Nell'ultimo decennio, il Portogallo ha promosso fortemente l'imprenditorialità. Le startup, l'innovazione e la facilità di creazione delle imprese sono diventati temi centrali. Questo ha portato energia nell'economia e ha posizionato il Paese come un luogo attraente per iniziare qualcosa di nuovo. Ma a un certo punto del percorso, la quantità ha iniziato a mettere in secondo piano la qualità. È diventato relativamente facile creare un'impresa, ma è molto più difficile sostenerla, scalarla e trasformarla in qualcosa con un reale impatto economico.
In un Paese delle dimensioni del Portogallo, questo squilibrio diventa ancora più visibile. Il panorama imprenditoriale è dominato da piccole e medie imprese, molte delle quali altamente capaci, ma pochissime raggiungono dimensioni significative.
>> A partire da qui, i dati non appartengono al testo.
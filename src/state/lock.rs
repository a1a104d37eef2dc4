//! Apply lock.
//!
//! An apply writes a lock naming the cluster it is provisioning and the
//! process doing it. A second apply against the same state directory is
//! refused until the lock is released or goes stale.

use chrono::{DateTime, Duration, Utc};
use serde::{Deserialize, Serialize};
use uuid::Uuid;

/// Seconds after which an unreleased lock is considered abandoned.
pub const LOCK_EXPIRY_SECS: i64 = 300;

/// A held apply lock.
#[derive(Debug, Clone, PartialEq, Eq, Serialize, Deserialize)]
pub struct LockInfo {
    /// Unique lock identifier, needed to release it.
    pub lock_id: String,
    /// Cluster being provisioned under this lock.
    pub cluster: String,
    /// Process holding the lock (`host-pid-nonce`).
    pub holder: String,
    /// When the lock was taken.
    pub acquired_at: DateTime<Utc>,
    /// When the lock goes stale.
    pub expires_at: DateTime<Utc>,
}

impl LockInfo {
    /// Takes a lock on `cluster` for this process.
    #[must_use]
    pub fn for_cluster(cluster: &str) -> Self {
        Self::held_by(cluster, holder_id())
    }

    /// Takes a lock on `cluster` for an explicit holder.
    #[must_use]
    pub fn held_by(cluster: &str, holder: impl Into<String>) -> Self {
        let acquired_at = Utc::now();
        Self {
            lock_id: Uuid::new_v4().to_string(),
            cluster: cluster.to_string(),
            holder: holder.into(),
            acquired_at,
            expires_at: acquired_at + Duration::seconds(LOCK_EXPIRY_SECS),
        }
    }

    /// Whether the lock is past its expiry and may be taken over.
    #[must_use]
    pub fn is_stale(&self) -> bool {
        Utc::now() > self.expires_at
    }

    /// Whether the lock was taken by the current process.
    #[must_use]
    pub fn is_own(&self) -> bool {
        parse_holder(&self.holder)
            .is_some_and(|(host, pid)| pid == std::process::id() && host == host_name())
    }
}

/// Splits a `host-pid-nonce` holder into its host and pid. The host may
/// itself contain dashes.
fn parse_holder(holder: &str) -> Option<(&str, u32)> {
    let mut parts = holder.rsplitn(3, '-');
    let _nonce = parts.next()?;
    let pid = parts.next()?.parse().ok()?;
    let host = parts.next()?;
    Some((host, pid))
}

fn host_name() -> String {
    hostname::get().map_or_else(
        |_| String::from("unknown"),
        |h| h.to_string_lossy().into_owned(),
    )
}

/// Identifier for the current process: host name, pid and a short nonce.
#[must_use]
pub fn holder_id() -> String {
    let nonce = Uuid::new_v4().simple().to_string();
    format!("{}-{}-{}", host_name(), std::process::id(), &nonce[..8])
}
Allo stesso tempo, un piccolo numero di grandi aziende detiene una quota sproporzionata di occupazione, esportazioni e contributo al PIL. Questo crea un'economia frammentata, in cui il valore è generato in modo diseguale e il potenziale di crescita è spesso limitato. La vera domanda è semplice, ma scomoda. Perché celebriamo l'avvio più di quanto apprezziamo la crescita?
Parte della risposta risiede nella cultura. Si tende ancora a vedere l'ambizione con scetticismo. Celebriamo l'inizio di un percorso, ma siamo meno a nostro agio con chi scala, si espande e domina i mercati. La crescita è spesso vista con sospetto piuttosto che come un segno di forza. Questa barriera culturale ha conseguenze economiche reali.
Se guardiamo a Paesi come la Germania, la Francia o l'Italia, la loro forza non deriva solo dall'eccellenza individuale, ma dalla capacità di collaborare, consolidare e pensare a lungo termine. Le aziende crescono attraverso partnership, acquisizioni ed espansione internazionale. Costruiscono cluster ed ecosistemi che si rafforzano a vicenda. In Portogallo, troppo spesso le imprese rimangono isolate, competendo su scala ridotta invece di unire le forze per diventare più forti.
Dal punto di vista degli investimenti, questo aspetto è molto importante. Gli investitori internazionali cercano dimensioni, capacità di esecuzione e visibilità a lungo termine. Investono dove le aziende possono crescere, consolidare i mercati e competere a livello globale. Quando vedono un ecosistema altamente frammentato, con alti tassi di mortalità e scala limitata, il rischio percepito aumenta. E quando il rischio aumenta, il capitale diventa più cauto, più selettivo e più costoso.
Questo non significa che non ci siano storie di successo. Ci sono, e si distinguono proprio perché hanno infranto questo schema. Aziende che si sono espanse a livello internazionale, hanno consolidato settori, hanno investito nell'innovazione e non hanno avuto paura di crescere. Dimostrano che un percorso diverso è possibile.
La sfida è ora quella di far sì che questo percorso diventi la regola, non l'eccezione. Non ci si deve concentrare sul numero di aziende create, ma su quelle che sopravvivono, crescono e scalano. Meno frammentazione, più collaborazione. Meno paura dell'ambizione, più crescita strutturata.
Il Portogallo ha talento, capacità tecniche e una posizione internazionale sempre più forte. Ma per liberare tutto il suo potenziale è necessario un cambiamento di mentalità.
Non si tratta di fare di più. Si tratta di fare meglio. E soprattutto, farlo insieme.